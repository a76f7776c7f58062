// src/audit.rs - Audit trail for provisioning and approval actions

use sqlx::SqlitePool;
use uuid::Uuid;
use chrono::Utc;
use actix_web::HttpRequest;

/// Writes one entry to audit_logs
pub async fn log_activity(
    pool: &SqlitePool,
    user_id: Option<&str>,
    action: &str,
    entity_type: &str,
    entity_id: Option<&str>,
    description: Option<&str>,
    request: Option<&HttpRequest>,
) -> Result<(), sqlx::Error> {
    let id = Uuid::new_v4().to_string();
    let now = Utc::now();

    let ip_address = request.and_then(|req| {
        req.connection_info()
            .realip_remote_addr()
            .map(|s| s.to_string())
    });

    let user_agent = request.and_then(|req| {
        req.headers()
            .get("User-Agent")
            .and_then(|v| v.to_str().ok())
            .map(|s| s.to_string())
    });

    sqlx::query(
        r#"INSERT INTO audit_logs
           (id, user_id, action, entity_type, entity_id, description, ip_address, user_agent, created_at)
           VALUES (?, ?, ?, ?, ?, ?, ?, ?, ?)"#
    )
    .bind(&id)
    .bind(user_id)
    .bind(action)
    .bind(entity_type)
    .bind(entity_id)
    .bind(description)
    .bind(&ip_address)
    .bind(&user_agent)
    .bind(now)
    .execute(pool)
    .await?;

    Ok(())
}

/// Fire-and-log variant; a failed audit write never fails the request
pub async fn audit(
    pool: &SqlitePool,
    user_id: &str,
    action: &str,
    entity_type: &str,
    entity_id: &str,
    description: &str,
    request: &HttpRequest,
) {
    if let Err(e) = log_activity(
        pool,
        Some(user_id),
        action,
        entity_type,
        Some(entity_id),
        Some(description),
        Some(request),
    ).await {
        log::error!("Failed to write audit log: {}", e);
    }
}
==
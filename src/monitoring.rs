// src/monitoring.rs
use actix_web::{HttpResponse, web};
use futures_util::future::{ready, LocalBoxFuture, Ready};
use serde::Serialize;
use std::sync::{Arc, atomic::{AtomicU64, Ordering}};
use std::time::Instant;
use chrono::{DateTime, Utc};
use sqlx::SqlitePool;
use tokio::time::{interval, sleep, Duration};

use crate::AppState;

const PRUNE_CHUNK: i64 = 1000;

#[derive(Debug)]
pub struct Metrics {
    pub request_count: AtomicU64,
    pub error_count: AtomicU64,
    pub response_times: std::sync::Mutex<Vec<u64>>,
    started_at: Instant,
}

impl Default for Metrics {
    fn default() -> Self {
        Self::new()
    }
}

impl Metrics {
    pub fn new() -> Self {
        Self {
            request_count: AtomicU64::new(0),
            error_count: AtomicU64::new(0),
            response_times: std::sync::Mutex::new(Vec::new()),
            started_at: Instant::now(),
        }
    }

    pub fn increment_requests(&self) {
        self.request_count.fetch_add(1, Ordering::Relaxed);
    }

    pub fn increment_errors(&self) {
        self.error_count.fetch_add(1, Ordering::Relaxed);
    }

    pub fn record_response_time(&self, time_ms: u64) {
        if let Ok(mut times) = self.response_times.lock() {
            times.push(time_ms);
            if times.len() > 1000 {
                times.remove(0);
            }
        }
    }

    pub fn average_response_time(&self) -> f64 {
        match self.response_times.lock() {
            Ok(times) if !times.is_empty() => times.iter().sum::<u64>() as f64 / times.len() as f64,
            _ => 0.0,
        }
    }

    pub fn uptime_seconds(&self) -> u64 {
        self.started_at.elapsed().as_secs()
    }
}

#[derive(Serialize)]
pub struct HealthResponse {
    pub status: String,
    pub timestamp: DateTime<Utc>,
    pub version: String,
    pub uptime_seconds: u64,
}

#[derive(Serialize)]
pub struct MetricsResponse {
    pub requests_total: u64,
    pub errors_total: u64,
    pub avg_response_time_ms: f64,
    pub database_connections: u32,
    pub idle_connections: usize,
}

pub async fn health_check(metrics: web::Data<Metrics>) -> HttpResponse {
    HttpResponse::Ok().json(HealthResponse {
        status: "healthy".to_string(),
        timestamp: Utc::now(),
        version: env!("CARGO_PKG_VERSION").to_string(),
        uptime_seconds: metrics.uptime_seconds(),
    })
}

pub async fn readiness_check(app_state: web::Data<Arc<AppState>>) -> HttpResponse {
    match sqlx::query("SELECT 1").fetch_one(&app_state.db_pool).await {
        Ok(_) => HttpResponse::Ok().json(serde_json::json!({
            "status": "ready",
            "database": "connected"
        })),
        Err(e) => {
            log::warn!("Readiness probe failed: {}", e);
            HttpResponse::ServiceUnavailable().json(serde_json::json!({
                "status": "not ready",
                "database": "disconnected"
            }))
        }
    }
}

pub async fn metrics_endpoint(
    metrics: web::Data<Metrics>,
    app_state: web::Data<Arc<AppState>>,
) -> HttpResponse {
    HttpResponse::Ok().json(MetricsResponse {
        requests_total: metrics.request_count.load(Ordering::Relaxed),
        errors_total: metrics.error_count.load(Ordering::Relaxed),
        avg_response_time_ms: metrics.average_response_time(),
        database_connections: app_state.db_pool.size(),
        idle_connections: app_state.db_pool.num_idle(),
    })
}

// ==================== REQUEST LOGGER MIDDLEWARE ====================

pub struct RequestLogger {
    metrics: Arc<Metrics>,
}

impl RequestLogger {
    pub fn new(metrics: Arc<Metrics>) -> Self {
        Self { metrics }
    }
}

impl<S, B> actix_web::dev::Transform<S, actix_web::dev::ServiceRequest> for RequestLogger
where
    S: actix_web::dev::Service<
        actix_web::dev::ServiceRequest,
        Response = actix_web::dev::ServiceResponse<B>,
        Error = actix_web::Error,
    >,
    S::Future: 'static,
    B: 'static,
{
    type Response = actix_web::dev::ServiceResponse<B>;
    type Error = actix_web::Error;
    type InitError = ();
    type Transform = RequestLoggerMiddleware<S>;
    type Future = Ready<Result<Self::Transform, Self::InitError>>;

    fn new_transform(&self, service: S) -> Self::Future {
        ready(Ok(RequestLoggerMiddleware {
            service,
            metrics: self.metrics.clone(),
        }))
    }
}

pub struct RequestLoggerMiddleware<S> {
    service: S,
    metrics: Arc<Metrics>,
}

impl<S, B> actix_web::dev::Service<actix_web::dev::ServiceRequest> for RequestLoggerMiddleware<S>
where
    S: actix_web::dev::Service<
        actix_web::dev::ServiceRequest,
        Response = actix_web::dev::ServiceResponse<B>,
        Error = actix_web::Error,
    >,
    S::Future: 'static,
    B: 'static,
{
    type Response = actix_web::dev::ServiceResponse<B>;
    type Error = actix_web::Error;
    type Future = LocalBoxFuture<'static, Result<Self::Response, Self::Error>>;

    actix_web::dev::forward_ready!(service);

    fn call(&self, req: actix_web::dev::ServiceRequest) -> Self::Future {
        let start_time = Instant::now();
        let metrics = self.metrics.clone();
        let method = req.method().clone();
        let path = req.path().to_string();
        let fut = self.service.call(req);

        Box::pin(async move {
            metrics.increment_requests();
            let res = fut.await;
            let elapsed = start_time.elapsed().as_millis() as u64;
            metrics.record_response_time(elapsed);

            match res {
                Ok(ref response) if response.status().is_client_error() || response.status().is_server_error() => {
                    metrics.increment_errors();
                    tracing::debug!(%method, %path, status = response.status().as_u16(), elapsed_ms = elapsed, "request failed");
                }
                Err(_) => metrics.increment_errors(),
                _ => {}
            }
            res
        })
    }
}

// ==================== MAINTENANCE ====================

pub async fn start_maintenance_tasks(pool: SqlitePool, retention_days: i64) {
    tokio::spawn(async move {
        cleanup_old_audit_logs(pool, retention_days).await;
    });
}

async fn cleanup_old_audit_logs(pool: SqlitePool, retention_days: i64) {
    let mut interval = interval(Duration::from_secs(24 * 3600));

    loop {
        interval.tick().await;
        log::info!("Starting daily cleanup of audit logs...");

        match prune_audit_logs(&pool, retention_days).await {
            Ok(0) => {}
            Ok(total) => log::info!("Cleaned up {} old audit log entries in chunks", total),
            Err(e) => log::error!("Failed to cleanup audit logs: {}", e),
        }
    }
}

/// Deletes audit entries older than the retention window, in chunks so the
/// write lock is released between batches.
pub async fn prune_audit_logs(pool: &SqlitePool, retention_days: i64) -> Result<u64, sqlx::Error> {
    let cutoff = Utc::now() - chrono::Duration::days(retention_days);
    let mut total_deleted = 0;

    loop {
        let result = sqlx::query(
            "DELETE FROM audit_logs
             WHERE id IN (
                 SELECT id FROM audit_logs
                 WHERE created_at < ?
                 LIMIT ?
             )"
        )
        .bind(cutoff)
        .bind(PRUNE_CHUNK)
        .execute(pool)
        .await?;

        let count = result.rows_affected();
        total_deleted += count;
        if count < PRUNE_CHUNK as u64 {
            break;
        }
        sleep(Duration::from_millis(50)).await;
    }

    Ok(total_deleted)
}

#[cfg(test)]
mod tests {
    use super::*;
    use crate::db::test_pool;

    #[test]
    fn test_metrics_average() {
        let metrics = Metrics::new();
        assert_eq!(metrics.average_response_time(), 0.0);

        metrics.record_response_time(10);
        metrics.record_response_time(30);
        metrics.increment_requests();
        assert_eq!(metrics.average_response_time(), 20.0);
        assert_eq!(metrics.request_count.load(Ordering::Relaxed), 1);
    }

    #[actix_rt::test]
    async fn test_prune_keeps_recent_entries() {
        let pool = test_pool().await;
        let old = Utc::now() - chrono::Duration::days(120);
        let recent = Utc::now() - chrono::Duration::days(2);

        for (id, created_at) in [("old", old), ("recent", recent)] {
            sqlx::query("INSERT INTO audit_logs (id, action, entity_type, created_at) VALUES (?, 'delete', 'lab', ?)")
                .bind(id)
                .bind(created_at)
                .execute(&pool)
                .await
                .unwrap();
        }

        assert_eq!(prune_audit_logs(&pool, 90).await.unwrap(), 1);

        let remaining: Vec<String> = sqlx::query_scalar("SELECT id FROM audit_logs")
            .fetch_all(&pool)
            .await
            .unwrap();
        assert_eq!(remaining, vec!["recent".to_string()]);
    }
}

What is needed
Go through the entries above and report every line in which the word "HealthResponse" appears.

Task result
pub struct HealthResponse {
    HttpResponse::Ok().json(HealthResponse {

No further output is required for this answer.